/*!
 * Pre-reconstruction checks over realistic extraction output folders
 */

use anyhow::Result;
use renextract::validation::{FileKind, ReconstructionGate};
use crate::common;

/// Test that a complete flat output passes
#[test]
fn test_gate_withAllFilesMatching_shouldAuthorizeReconstruction() -> Result<()> {
    common::init_test_logging();
    let root = common::create_temp_dir()?;
    let dir = common::create_flat_output(root.path(), "MyGame")?;
    common::create_test_file(&dir, "script_dialogue.txt", &common::dialogue_content(5))?;
    common::create_test_file(&dir, "script_asterix.txt", &common::lines_content(&["*soupir*", "*rire*"]))?;
    common::create_test_file(&dir, "script_empty.txt", &common::lines_content(&["", "", ""]))?;

    let result = ReconstructionGate::new(root.path()).validate_before_reconstruction("script", 5, 2, 3);

    assert!(result.overall_valid, "errors: {:?}", result.summary.errors);
    assert_eq!(result.summary.files_checked, 3);
    assert_eq!(result.summary.total_expected, 10);
    assert_eq!(result.summary.total_found, 10);
    assert!(result.failed_kinds().is_empty());

    Ok(())
}

/// Test that a missing dialogue file is the only failing kind in a flat output folder
#[test]
fn test_gate_withMissingDialogueFileInFlatLayout_shouldFailOnDialogueOnly() -> Result<()> {
    common::init_test_logging();
    let root = common::create_temp_dir()?;
    common::create_flat_output(root.path(), "MyGame")?;

    let result = ReconstructionGate::new(root.path()).validate_before_reconstruction("script", 5, 0, 0);

    assert!(!result.overall_valid);
    assert_eq!(result.failed_kinds(), vec![FileKind::Dialogue]);
    assert_eq!(result.files_validated.len(), 1);
    assert_eq!(result.summary.files_checked, 1);
    assert_eq!(result.summary.total_found, 0);
    assert_eq!(result.summary.errors.len(), 1);
    assert!(result.summary.errors[0].starts_with("[dialogue]"));

    Ok(())
}

/// Test that a missing dialogue file is the only failing kind in a nested output folder
#[test]
fn test_gate_withMissingDialogueFileInNestedLayout_shouldFailOnDialogueOnly() -> Result<()> {
    common::init_test_logging();
    let root = common::create_temp_dir()?;
    common::create_nested_output(root.path(), "MyGame", "script")?;

    let result = ReconstructionGate::new(root.path()).validate_before_reconstruction("script", 5, 0, 0);

    assert!(!result.overall_valid);
    assert_eq!(result.failed_kinds(), vec![FileKind::Dialogue]);
    assert_eq!(result.files_validated.len(), 1);
    assert_eq!(result.summary.total_found, 0);
    assert_eq!(result.summary.errors.len(), 1);
    assert!(result.summary.errors[0].starts_with("[dialogue]"));

    Ok(())
}

/// Test that every failing file is reported, not just the first one
#[test]
fn test_gate_withSeveralProblems_shouldReportAllOfThem() -> Result<()> {
    common::init_test_logging();
    let root = common::create_temp_dir()?;
    let dir = common::create_flat_output(root.path(), "MyGame")?;
    common::create_test_file(&dir, "script_dialogue.txt", &common::dialogue_content(3))?;

    let result = ReconstructionGate::new(root.path()).validate_before_reconstruction("script", 5, 2, 1);

    assert!(!result.overall_valid);
    assert_eq!(
        result.failed_kinds(),
        vec![FileKind::Dialogue, FileKind::Asterix, FileKind::Empty]
    );
    assert_eq!(result.summary.files_checked, 3);
    assert_eq!(result.summary.errors.len(), 3);
    assert_eq!(result.summary.total_found, 3);

    Ok(())
}

/// Test that the empty-text file is found in the untranslated folder
#[test]
fn test_gate_withEmptyFileInUntranslatedFolder_shouldFindIt() -> Result<()> {
    common::init_test_logging();
    let root = common::create_temp_dir()?;
    let dir = common::create_flat_output(root.path(), "MyGame")?;
    common::create_test_file(&dir, "script_dialogue.txt", &common::dialogue_content(2))?;
    common::create_test_file(
        &root.path().join("MyGame").join("fichiers_a_ne_pas_traduire"),
        "script_empty.txt",
        &common::lines_content(&["", ""]),
    )?;

    let result = ReconstructionGate::new(root.path()).validate_before_reconstruction("script", 2, 0, 2);

    assert!(result.overall_valid, "errors: {:?}", result.summary.errors);
    assert_eq!(result.files_validated[&FileKind::Empty].translation_count, 2);

    Ok(())
}

/// Test that surplus lines are surfaced as warnings without blocking
#[test]
fn test_gate_withSurplusLines_shouldWarnButAuthorize() -> Result<()> {
    common::init_test_logging();
    let root = common::create_temp_dir()?;
    let dir = common::create_flat_output(root.path(), "MyGame")?;
    common::create_test_file(&dir, "script_dialogue.txt", &common::dialogue_content(4))?;
    common::create_test_file(&dir, "script_dialogue_1.txt", &common::dialogue_content(2))?;

    let result = ReconstructionGate::new(root.path()).validate_before_reconstruction("script", 5, 0, 0);

    assert!(result.overall_valid);
    let report = &result.files_validated[&FileKind::Dialogue];
    assert!(!report.valid);
    assert_eq!(report.extra_count, 1);
    assert_eq!(result.summary.warnings.len(), 1);
    assert!(result.summary.warnings[0].starts_with("[dialogue]"));

    Ok(())
}

/// Test that the duplicates check never blocks reconstruction
#[test]
fn test_gate_withDuplicateDetection_shouldNeverBlock() -> Result<()> {
    common::init_test_logging();
    let root = common::create_temp_dir()?;
    let dir = common::create_flat_output(root.path(), "MyGame")?;
    common::create_test_file(&dir, "script_dialogue.txt", &common::dialogue_content(2))?;
    let gate = ReconstructionGate::new(root.path()).with_duplicate_detection(true);

    let without_file = gate.validate_before_reconstruction("script", 2, 0, 0);

    assert!(without_file.overall_valid);
    assert_eq!(without_file.summary.files_checked, 2);
    assert_eq!(without_file.summary.warnings.len(), 1);
    assert!(without_file.files_validated[&FileKind::Duplicates].valid);

    common::create_test_file(&dir, "script_doublons.txt", &common::lines_content(&["a", "b", "c"]))?;
    let with_file = gate.validate_before_reconstruction("script", 2, 0, 0);

    assert!(with_file.overall_valid);
    assert!(with_file.summary.warnings.is_empty());
    assert_eq!(with_file.files_validated[&FileKind::Duplicates].translation_count, 3);
    assert_eq!(with_file.summary.total_found, 2);

    Ok(())
}

/// Test that nested output folders are used when no flat folder matches
#[test]
fn test_gate_withNestedLayout_shouldValidateNestedFiles() -> Result<()> {
    common::init_test_logging();
    let root = common::create_temp_dir()?;
    common::create_flat_output(root.path(), "OtherGame")?;
    let dir = common::create_nested_output(root.path(), "MyGame", "chapter1")?;
    common::create_test_file(&dir, "chapter1_dialogue.txt", &common::dialogue_content(4))?;

    let gate = ReconstructionGate::new(root.path());
    let location = gate.locate_output("chapter1").expect("output folder should be found");
    let result = gate.validate_before_reconstruction("chapter1", 4, 0, 0);

    assert_eq!(location.translate_dir, dir);
    assert!(result.overall_valid, "errors: {:?}", result.summary.errors);

    Ok(())
}

/// Test that a temp root without any translate folder fails fast with a single error
#[test]
fn test_gate_withoutTranslateFolder_shouldFailFast() -> Result<()> {
    common::init_test_logging();
    let root = common::create_temp_dir()?;
    common::create_test_file(
        &root.path().join("MyGame").join("fichiers_a_ne_pas_traduire"),
        "script_empty.txt",
        "\n",
    )?;

    let result = ReconstructionGate::new(root.path()).validate_before_reconstruction("script", 2, 0, 1);

    assert!(!result.overall_valid);
    assert!(result.files_validated.is_empty());
    assert_eq!(result.summary.files_checked, 0);
    assert_eq!(result.summary.errors.len(), 1);
    assert!(result.summary.errors[0].contains("No output folder"));

    Ok(())
}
+++
◆ **EXERCISE**: Give each line of the records above again, unchanged.

◆ **EXPECTED OUTPUT**:
/*!
 * Pre-reconstruction checks over realistic extraction output folders
 */

use anyhow::Result;
use renextract::validation::{FileKind, ReconstructionGate};
use crate::common;

/// Test that a complete flat output passes
#[test]
fn test_gate_withAllFilesMatching_shouldAuthorizeReconstruction() -> Result<()> {
    common::init_test_logging();
    let root = common::create_temp_dir()?;
    let dir = common::create_flat_output(root.path(), "MyGame")?;
    common::create_test_file(&dir, "script_dialogue.txt", &common::dialogue_content(5))?;
    common::create_test_file(&dir, "script_asterix.txt", &common::lines_content(&["*soupir*", "*rire*"]))?;
    common::create_test_file(&dir, "script_empty.txt", &common::lines_content(&["", "", ""]))?;

    let result = ReconstructionGate::new(root.path()).validate_before_reconstruction("script", 5, 2, 3);

    assert!(result.overall_valid, "errors: {:?}", result.summary.errors);
    assert_eq!(result.summary.files_checked, 3);
    assert_eq!(result.summary.total_expected, 10);
    assert_eq!(result.summary.total_found, 10);
    assert!(result.failed_kinds().is_empty());

    Ok(())
}

/// Test that a missing dialogue file is the only failing kind in a flat output folder
#[test]
fn test_gate_withMissingDialogueFileInFlatLayout_shouldFailOnDialogueOnly() -> Result<()> {
    common::init_test_logging();
    let root = common::create_temp_dir()?;
    common::create_flat_output(root.path(), "MyGame")?;

    let result = ReconstructionGate::new(root.path()).validate_before_reconstruction("script", 5, 0, 0);

    assert!(!result.overall_valid);
    assert_eq!(result.failed_kinds(), vec![FileKind::Dialogue]);
    assert_eq!(result.files_validated.len(), 1);
    assert_eq!(result.summary.files_checked, 1);
    assert_eq!(result.summary.total_found, 0);
    assert_eq!(result.summary.errors.len(), 1);
    assert!(result.summary.errors[0].starts_with("[dialogue]"));

    Ok(())
}

/// Test that a missing dialogue file is the only failing kind in a nested output folder
#[test]
fn test_gate_withMissingDialogueFileInNestedLayout_shouldFailOnDialogueOnly() -> Result<()> {
    common::init_test_logging();
    let root = common::create_temp_dir()?;
    common::create_nested_output(root.path(), "MyGame", "script")?;

    let result = ReconstructionGate::new(root.path()).validate_before_reconstruction("script", 5, 0, 0);

    assert!(!result.overall_valid);
    assert_eq!(result.failed_kinds(), vec![FileKind::Dialogue]);
    assert_eq!(result.files_validated.len(), 1);
    assert_eq!(result.summary.total_found, 0);
    assert_eq!(result.summary.errors.len(), 1);
    assert!(result.summary.errors[0].starts_with("[dialogue]"));

    Ok(())
}

/// Test that every failing file is reported, not just the first one
#[test]
fn test_gate_withSeveralProblems_shouldReportAllOfThem() -> Result<()> {
    common::init_test_logging();
    let root = common::create_temp_dir()?;
    let dir = common::create_flat_output(root.path(), "MyGame")?;
    common::create_test_file(&dir, "script_dialogue.txt", &common::dialogue_content(3))?;

    let result = ReconstructionGate::new(root.path()).validate_before_reconstruction("script", 5, 2, 1);

    assert!(!result.overall_valid);
    assert_eq!(
        result.failed_kinds(),
        vec![FileKind::Dialogue, FileKind::Asterix, FileKind::Empty]
    );
    assert_eq!(result.summary.files_checked, 3);
    assert_eq!(result.summary.errors.len(), 3);
    assert_eq!(result.summary.total_found, 3);

    Ok(())
}

/// Test that the empty-text file is found in the untranslated folder
#[test]
fn test_gate_withEmptyFileInUntranslatedFolder_shouldFindIt() -> Result<()> {
    common::init_test_logging();
    let root = common::create_temp_dir()?;
    let dir = common::create_flat_output(root.path(), "MyGame")?;
    common::create_test_file(&dir, "script_dialogue.txt", &common::dialogue_content(2))?;
    common::create_test_file(
        &root.path().join("MyGame").join("fichiers_a_ne_pas_traduire"),
        "script_empty.txt",
        &common::lines_content(&["", ""]),
    )?;

    let result = ReconstructionGate::new(root.path()).validate_before_reconstruction("script", 2, 0, 2);

    assert!(result.overall_valid, "errors: {:?}", result.summary.errors);
    assert_eq!(result.files_validated[&FileKind::Empty].translation_count, 2);

    Ok(())
}

/// Test that surplus lines are surfaced as warnings without blocking
#[test]
fn test_gate_withSurplusLines_shouldWarnButAuthorize() -> Result<()> {
    common::init_test_logging();
    let root = common::create_temp_dir()?;
    let dir = common::create_flat_output(root.path(), "MyGame")?;
    common::create_test_file(&dir, "script_dialogue.txt", &common::dialogue_content(4))?;
    common::create_test_file(&dir, "script_dialogue_1.txt", &common::dialogue_content(2))?;

    let result = ReconstructionGate::new(root.path()).validate_before_reconstruction("script", 5, 0, 0);

    assert!(result.overall_valid);
    let report = &result.files_validated[&FileKind::Dialogue];
    assert!(!report.valid);
    assert_eq!(report.extra_count, 1);
    assert_eq!(result.summary.warnings.len(), 1);
    assert!(result.summary.warnings[0].starts_with("[dialogue]"));

    Ok(())
}

/// Test that the duplicates check never blocks reconstruction
#[test]
fn test_gate_withDuplicateDetection_shouldNeverBlock() -> Result<()> {
    common::init_test_logging();
    let root = common::create_temp_dir()?;
    let dir = common::create_flat_output(root.path(), "MyGame")?;
    common::create_test_file(&dir, "script_dialogue.txt", &common::dialogue_content(2))?;
    let gate = ReconstructionGate::new(root.path()).with_duplicate_detection(true);

    let without_file = gate.validate_before_reconstruction("script", 2, 0, 0);

    assert!(without_file.overall_valid);
    assert_eq!(without_file.summary.files_checked, 2);
    assert_eq!(without_file.summary.warnings.len(), 1);
    assert!(without_file.files_validated[&FileKind::Duplicates].valid);

    common::create_test_file(&dir, "script_doublons.txt", &common::lines_content(&["a", "b", "c"]))?;
    let with_file = gate.validate_before_reconstruction("script", 2, 0, 0);

    assert!(with_file.overall_valid);
    assert!(with_file.summary.warnings.is_empty());
    assert_eq!(with_file.files_validated[&FileKind::Duplicates].translation_count, 3);
    assert_eq!(with_file.summary.total_found, 2);

    Ok(())
}

/// Test that nested output folders are used when no flat folder matches
#[test]
fn test_gate_withNestedLayout_shouldValidateNestedFiles() -> Result<()> {
    common::init_test_logging();
    let root = common::create_temp_dir()?;
    common::create_flat_output(root.path(), "OtherGame")?;
    let dir = common::create_nested_output(root.path(), "MyGame", "chapter1")?;
    common::create_test_file(&dir, "chapter1_dialogue.txt", &common::dialogue_content(4))?;

    let gate = ReconstructionGate::new(root.path());
    let location = gate.locate_output("chapter1").expect("output folder should be found");
    let result = gate.validate_before_reconstruction("chapter1", 4, 0, 0);

    assert_eq!(location.translate_dir, dir);
    assert!(result.overall_valid, "errors: {:?}", result.summary.errors);

    Ok(())
}

/// Test that a temp root without any translate folder fails fast with a single error
#[test]
fn test_gate_withoutTranslateFolder_shouldFailFast() -> Result<()> {
    common::init_test_logging();
    let root = common::create_temp_dir()?;
    common::create_test_file(
        &root.path().join("MyGame").join("fichiers_a_ne_pas_traduire"),
        "script_empty.txt",
        "\n",
    )?;

    let result = ReconstructionGate::new(root.path()).validate_before_reconstruction("script", 2, 0, 1);

    assert!(!result.overall_valid);
    assert!(result.files_validated.is_empty());
    assert_eq!(result.summary.files_checked, 0);
    assert_eq!(result.summary.errors.len(), 1);
    assert!(result.summary.errors[0].contains("No output folder"));

    Ok(())
}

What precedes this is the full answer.